As part of a series of occasional interviews with leading social scientists, Russell Schutt talks to socialsciencespace about how he became interested in social science in the 1960s, and how his research interests have developed since then. Russell Schutt is Professor and Chair of Sociology, University of Massachusetts Boston and Lecturer on Sociology, Department of Psychiatry (Beth Israel Deaconess Medical Center), Harvard Medical School.
Tell us about a career highlight.
I am the author of Investigating the Social World, a research methods text that was first published in 1996 and is now in its seventh edition. My goal was to help the social science community to move forward in teaching and research practice, appraised of the latest developments, with the best methods and the most effective ways of communicating those methods to students. Over the years, I’ve expanded the scope of ISW, and with co-authors, developed versions for five different disciplines as well as brief editions of most of them.
How did your interest in the social sciences develop?
My family was oriented toward science and academic learning, and growing up in the 1960s I was also exposed to that decade’s turmoil about social problems. I recognized a lack of understanding of the underlying processes and problems that generated social protest, and came to value investigating problems and understanding the multiple sources of issues that people are concerned with, that affect the course of people’s lives. In my senior year at the University of Illinois at Chicago and then as a graduate student there, my first research focus was on understanding the development of public employee unions. This was guided in part by political sociologist Seymour Martin Lipset’s research on union democracy, thanks to my thesis advisor, Mildred A. Schwartz, who had been Lipset’s student.
I learned during this period how exciting social research can be, as I observed union meetings, interviewed key participants, and designed surveys in collaboration with employees and workplace officials. In subsequent years, I extended this research and used it to develop my first book, Organization in a Changing Environment. While in graduate school I also designed a study of the success of minority applicants to a large craft union. This project was the foundation for my work as a postdoctoral fellow at Yale University, where I studied sociology of law and developed several articles on legal processes.
Tell us about your current research interests.
Since the mid-1980s, I have studied homelessness and the social services available to homeless persons. In 1990 I was part of a team at the Harvard Medical School that received $13.1 million from the National Institute of Mental Health and HUD for an ambitious evaluation of housing alternatives for homeless people with severe mental illness. We randomly assigned people to live either in group housing or individually and followed them for a year and a half (and I recently collected additional data about many of the participants). My new book, Homelessness, Housing, and Mental Illness, is my comprehensive analysis of the study within a framework of sociological theory. I show that group living was beneficial, although not without its problems, and that participants’ preferences for group or individual housing did not identify the type of housing that was most beneficial for them. I relate these findings to sociological theory about community processes and to current debates about housing policy for homeless persons.

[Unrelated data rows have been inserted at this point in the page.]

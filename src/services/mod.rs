//! Services that talk to the outside world.

mod mail_api;

#[cfg(test)]
pub use mail_api::MockMailApi;
pub use mail_api::{HttpMailApi, MailApi};
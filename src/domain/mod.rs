//! Domain types shared by the API client, the controller and the views.

mod email;
mod mailbox;

pub use email::{Email, EmailId, EmailUpdate, OutgoingEmail, ServerNotice};
pub use mailbox::Mailbox;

Through the homelessness research, I’ve become much more attuned to the impact of social ties and social engagement. I’m now extending this interest in collaboration with two of my Harvard Medical School colleagues, Larry Seidman, PhD, with whom I also collaborated in the homelessness research, and Matcheri Keshavan, MD. My focus in this new work is on the impact of the social environment on cognitive and community functioning, informed by recent research on the ways in which social interaction, psychological processes and biological factors interact to explain individual functioning. At our recent Exploratory Seminar at Harvard’s Radcliffe Institute, Connecting the Social Brain to the Social World, some of the world’s leading sociologists, psychologists, and neuroscientists discussed how to build the foundation for more integrative research that enriches scholarship in psychology, psychiatry and biology with sociological insights about societal context and social processes.
My colleagues and I are also developing plans for new research to identify how best to improve the social environment of group homes and other treatment settings in order to maximize community functioning. In these ways, we are working to develop a more unified social science perspective on fundamental social processes. It is time for this type of integration to occur, as research on social cognition and in social neuroscience is identifying new ways to understand how people respond to, and shape, social context. We can already see more integrated social science perspectives emerging in works like Antonio Damasio’s Descartes’ Error, Eric Kandel’s Searching for Memory, John Cacioppo’s Loneliness, and Robert Sampson’s Shared Beginnings, Divergent Lives. Growing recognition of the value of this interdisciplinary work will stimulate major advances in the field of sociology and increase our impact on other social sciences and beyond.
I am also excited about a large program evaluation I am directing for the Massachusetts Department of Public Health. This is the fourth project I have directed or co-directed on the relation between the formal health care system and the community. In this latest project, my graduate research assistants and I are studying how the new role of patient navigator has been able to coordinate health care for low income women in under-served communities. I expect this research will result in new sociologically-based insights into our rapidly changing health care system.